Methods: A retrospective study was conducted involving 363 sICAS patients who underwent HR-VWI, with data divided into a training set (n=254) from Center 1 (The First Affiliated Hospital of Xinxiang Medical University) and a test set (n=109) from Center 2 (The Sixth People's Hospital of Shanghai Jiao Tong University). Two convolutional neural network (CNN) models, ResNet50 and DenseNet169, were employed as feature extractors to capture image information from culprit plaques in HR-VWI. Integrating the Transformer attention mechanism, an advanced ensemble model, Trans-CNN, was constructed to predict stroke recurrence in sICAS patients. Model performance was evaluated using receiver operating characteristic (ROC) curves, with DeLong's test for comparing models. Additionally, decision curve analysis (DCA) and calibration curves were utilized to assess the model's practical and clinical value.
Results: Trans-CNN demonstrated superior predictive performance, outperforming other models in both the training and test sets. Specifically, in the training set, Trans-CNN achieved an area under the curve (AUC) of 0.951 [95% confidence interval (CI): 0.923-0.974], accuracy of 0.880 (95% CI: 0.797-0.937), sensitivity of 0.900 (95% CI: 0.836-1.000), and specificity of 0.882 (95% CI: 0.757-0.948). Similarly, in the test set, it achieved an AUC of 0.912 (95% CI: 0.839-0.969), accuracy of 0.858 (95% CI: 0.743-0.936), sensitivity of 0.880 (95% CI: 0.693-1.000), and specificity of 0.810 (95% CI: 0.690-0.976). The AUC improvement of Trans-CNN over all other models was statistically significant (DeLong's test, P<0.05). Calibration curve analysis revealed good agreement between predicted probabilities and observed outcomes in both sets. DCA further underscored the potential value of Trans-CNN in guiding clinical decision-making.
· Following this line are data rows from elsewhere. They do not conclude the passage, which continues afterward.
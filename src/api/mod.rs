// ==========================================
// 供应链网络优化系统 - API 层
// ==========================================
// 职责: 面向外部协作方的业务接口
// - 触发接口: 入队一次运行 (发射后不管, 结果只通过运行状态对外)
// - 结果接口: 按 run_id 查询运行详情与结果行
// - 分析接口: 白名单视图原样读取
// ==========================================

pub mod analytics_api;
pub mod error;
pub mod result_api;
pub mod trigger_api;

// 重导出核心 API
pub use analytics_api::AnalyticsApi;
pub use error::{ApiError, ApiResult};
pub use result_api::{OptimizationResultView, ResultApi, RunDetails};
pub use trigger_api::TriggerApi;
Conclusions: The integrated model combining DL with an attention mechanism based on HR-VWI exhibits excellent performance in assessing the risk of stroke recurrence in sICAS patients. This advancement holds significant potential in assisting clinicians in diagnosis and developing individualized treatment strategies.
Keywords: Stroke recurrence; attention mechanism; deep learning (DL); high-resolution vessel wall imaging.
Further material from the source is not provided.